Boost::multi_array 성능 질문

https://stackoverflow.com/questions/446866

22-07-2019
|

문제

다음 테스트 프로그램을 사용하여 Boost::multi_array의 성능을 기본 동적 할당 배열과 비교하려고 합니다.

#include <windows.h>
#define _SCL_SECURE_NO_WARNINGS
#define BOOST_DISABLE_ASSERTS 
#include <boost/multi_array.hpp>

int main(int argc, char* argv[])
{
    const int X_SIZE = 200;
    const int Y_SIZE = 200;
    const int ITERATIONS = 500;
    unsigned int startTime = 0;
    unsigned int endTime = 0;

    // Create the boost array
    typedef boost::multi_array<double, 2> ImageArrayType;
    ImageArrayType boostMatrix(boost::extents[X_SIZE][Y_SIZE]);

    // Create the native array
    double *nativeMatrix = new double [X_SIZE * Y_SIZE];

    //------------------Measure boost----------------------------------------------
    startTime = ::GetTickCount();
    for (int i = 0; i < ITERATIONS; ++i)
    {
        for (int y = 0; y < Y_SIZE; ++y)
        {
            for (int x = 0; x < X_SIZE; ++x)
            {
                boostMatrix[x][y] = 2.345;
            }
        }
    }
    endTime = ::GetTickCount();
    printf("[Boost] Elapsed time: %6.3f seconds\n", (endTime - startTime) / 1000.0);

    //------------------Measure native-----------------------------------------------
    startTime = ::GetTickCount();
    for (int i = 0; i < ITERATIONS; ++i)
    {
        for (int y = 0; y < Y_SIZE; ++y)
        {
            for (int x = 0; x < X_SIZE; ++x)
            {
                nativeMatrix[x + (y * X_SIZE)] = 2.345;
            }
        }
    }
    endTime = ::GetTickCount();
    printf("[Native]Elapsed time: %6.3f seconds\n", (endTime - startTime) / 1000.0);

    return 0;
}

나는 다음과 같은 결과를 얻습니다.

[Boost] Elapsed time: 12.500 seconds
[Native]Elapsed time:  0.062 seconds

나는 multi_arrays가 훨씬 느리다는 것을 믿을 수 없습니다.내가 뭘 잘못하고 있는지 알아낼 수 있는 사람이 있나요?
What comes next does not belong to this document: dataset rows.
//! Fulfillment webhook server entry point.

use std::net::SocketAddr;
use std::path::PathBuf;

use clap::{Args as ClapArgs, Parser, Subcommand};
use metrics_exporter_prometheus::PrometheusBuilder;
use tracing::{error, info};
use tracing_subscriber::{fmt, prelude::*, EnvFilter};

use fulfillment::config::{ServerConfig, DEFAULT_ADDR, DEFAULT_TLS_ADDR};
use fulfillment::metrics;
use fulfillment::signal::DEFAULT_SIGNALS;
use fulfillment::{auth, ActionResult, Actions, Server, TlsFiles, WebhookRequest, WebhookResponse};

/// Fulfillment webhook server.
#[derive(Parser, Debug)]
#[command(name = "fulfillment-webhook")]
#[command(about = "Webhook fulfillment server for conversational-AI platforms")]
#[command(version)]
struct Args {
    /// Enable verbose logging.
    #[arg(short, long, global = true)]
    verbose: bool,

    /// Serve Prometheus metrics on this address.
    #[arg(long, global = true, env = "FULFILLMENT_METRICS_ADDR")]
    metrics_addr: Option<SocketAddr>,

    #[command(subcommand)]
    command: Option<Command>,
}

#[derive(Subcommand, Debug)]
enum Command {
    /// Serve fulfillment over plain HTTP (default).
    Serve {
        #[command(flatten)]
        listen: ListenArgs,
    },

    /// Serve fulfillment over TLS.
    ///
    /// With FULFILLMENT_DOMAIN set, certificates are obtained automatically;
    /// otherwise --cert and --key are required.
    ServeTls {
        #[command(flatten)]
        listen: ListenArgs,

        /// PEM certificate chain.
        #[arg(long, requires = "key")]
        cert: Option<PathBuf>,

        /// PEM private key.
        #[arg(long, requires = "cert")]
        key: Option<PathBuf>,
    },

    /// Check configuration validity.
    CheckConfig,

    /// Print the hash to use for FULFILLMENT_BASIC_AUTH_HASHED_PASSWORD.
    HashPassword {
        /// Password to hash.
        password: String,
    },
}

/// Listen address overrides.
#[derive(ClapArgs, Debug, Default)]
struct ListenArgs {
    /// Fulfillment listen address.
    #[arg(long)]
    addr: Option<String>,

    /// Health listen address.
    #[arg(long)]
    health_addr: Option<String>,

    /// ACME challenge listen address.
    #[arg(long)]
    acme_challenge_addr: Option<String>,
}

impl ListenArgs {
    fn apply(self, config: &mut ServerConfig) {
        if let Some(addr) = self.addr {
            config.addr = Some(addr);
        }
        if let Some(addr) = self.health_addr {
            config.health_addr = Some(addr);
        }
        if let Some(addr) = self.acme_challenge_addr {
            config.acme_challenge_addr = Some(addr);
        }
    }
}

#[tokio::main]
async fn main() -> anyhow::Result<()> {
    // Parse CLI arguments
    let args = Args::parse();

    // Initialize logging
    let filter = if args.verbose {
        EnvFilter::new("fulfillment=debug,tower_http=debug,info")
    } else {
        EnvFilter::try_from_default_env().unwrap_or_else(|_| EnvFilter::new("info"))
    };

    tracing_subscriber::registry()
        .with(fmt::layer())
        .with(filter)
        .init();

    // Initialize metrics
    if let Some(addr) = args.metrics_addr {
        PrometheusBuilder::new().with_http_listener(addr).install()?;
        info!("Prometheus metrics on http://{}/metrics", addr);
    }
    metrics::init_metrics();

    // Handle subcommands
    match args.command {
        Some(Command::CheckConfig) => cmd_check_config(),
        Some(Command::HashPassword { password }) => cmd_hash_password(&password),
        Some(Command::ServeTls { listen, cert, key }) => {
            let files = cert.zip(key).map(|(cert, key)| TlsFiles::new(cert, key));
            cmd_serve_tls(listen, files).await
        }
        Some(Command::Serve { listen }) => cmd_serve(listen).await,
        None => cmd_serve(ListenArgs::default()).await,
    }
}

/// Load configuration, apply CLI overrides and build the server.
fn build_server(listen: ListenArgs) -> anyhow::Result<Server> {
    info!("Loading configuration...");
    let mut config = ServerConfig::load().map_err(|e| {
        error!("Failed to load configuration: {}", e);
        e
    })?;
    listen.apply(&mut config);

    if let Err(e) = config.basic_auth() {
        error!("Invalid configuration: {}", e);
        return Err(anyhow::anyhow!("Configuration validation failed: {}", e));
    }

    let mut actions = Actions::new();
    actions.set("hello", |request: &WebhookRequest| -> ActionResult {
        Ok(WebhookResponse::reply_to(request, "Hello World!"))
    });
    info!("Registered actions: {:?}", actions.names());

    Ok(Server::new(config, actions))
}

/// Serve over plain HTTP until interrupted.
async fn cmd_serve(listen: ListenArgs) -> anyhow::Result<()> {
    let server = build_server(listen)?;
    server.listen_and_serve_until_signal(&DEFAULT_SIGNALS).await?;
    Ok(())
}

/// Serve over TLS until interrupted.
async fn cmd_serve_tls(listen: ListenArgs, files: Option<TlsFiles>) -> anyhow::Result<()> {
    let server = build_server(listen)?;
    if server.config().domain().is_none() && files.is_none() {
        return Err(anyhow::anyhow!(
            "serve-tls needs FULFILLMENT_DOMAIN or --cert and --key"
        ));
    }
    server
        .listen_and_serve_tls_until_signal(files, &DEFAULT_SIGNALS)
        .await?;
    Ok(())
}

/// Check configuration validity.
fn cmd_check_config() -> anyhow::Result<()> {
    println!("======================================================================");
    println!("FULFILLMENT WEBHOOK - CONFIGURATION CHECK");
    println!("======================================================================");

    // Load configuration
    print!("Loading configuration... ");
    let config = match ServerConfig::load() {
        Ok(c) => {
            println!("OK");
            c
        }
        Err(e) => {
            println!("FAILED");
            println!("  Error: {}", e);
            return Err(anyhow::anyhow!("Configuration load failed"));
        }
    };

    // Validate basic auth
    print!("Validating basic auth... ");
    match config.basic_auth() {
        Ok(Some(auth)) => {
            println!("OK");
            println!("  Username: {}", auth.username());
        }
        Ok(None) => println!("DISABLED"),
        Err(e) => {
            println!("FAILED");
            println!("  Error: {}", e);
            return Err(anyhow::anyhow!("Configuration validation failed"));
        }
    }

    // Show configuration summary
    println!("----------------------------------------------------------------------");
    println!("Configuration Summary:");
    println!(
        "  Address: {} (plain) / {} (tls)",
        config.fulfillment_addr(DEFAULT_ADDR),
        config.fulfillment_addr(DEFAULT_TLS_ADDR)
    );
    println!("  Health Address: {}", config.health_addr());
    match config.domain() {
        Some(domain) => {
            println!("  Domain: {}", domain);
            println!("  Challenge Address: {}", config.acme_challenge_addr());
            println!("  Certificate Cache: {}", config.cache_directory().display());
            println!("  ACME Directory: {}", config.acme_directory_url);
        }
        None => println!("  Domain: (none, static certificates only)"),
    }
    println!("  Shutdown Timeout: {:?}", config.shutdown_timeout());
    println!("======================================================================");
    println!("CONFIGURATION CHECK PASSED");
    println!("======================================================================");

    Ok(())
}

/// Hash a password for the basic auth configuration.
fn cmd_hash_password(password: &str) -> anyhow::Result<()> {
    if password.is_empty() {
        return Err(anyhow::anyhow!("Password must not be empty"));
    }
    let hash = auth::hash_password(password).map_err(|e| anyhow::anyhow!(e))?;
    println!("{}", hash);
    Ok(())
}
나는 메모리에 쓰기를 하고 있기 때문에 캐싱은 문제가 되지 않는다고 가정합니다.

편집하다:이것은 디버그 빌드였습니다.Laserallan의 제안에 따라 릴리스 빌드를 수행했습니다.

[Boost] Elapsed time:  0.266 seconds
[Native]Elapsed time:  0.016 seconds

훨씬 더 가깝습니다.하지만 16 대 1은 여전히 나에게 높은 것 같습니다.

글쎄, 확실한 대답은 없지만 지금은 실제 코드를 기본 배열로 남겨 두겠습니다.

내 테스트에서 가장 큰 결함이기 때문에 Laserallan의 답변을 수락합니다.

모두에게 감사드립니다.

해결책

릴리스를 빌드 중인가요, 아니면 디버그 중인가요?

디버그 모드에서 실행하는 경우 템플릿 매직이 제대로 인라인되지 않아 함수 호출에 많은 오버헤드가 발생하므로 부스트 배열이 정말 느려질 수 있습니다.다중 배열이 어떻게 구현되는지 잘 모르겠으므로 완전히 꺼져 있을 수도 있습니다. :)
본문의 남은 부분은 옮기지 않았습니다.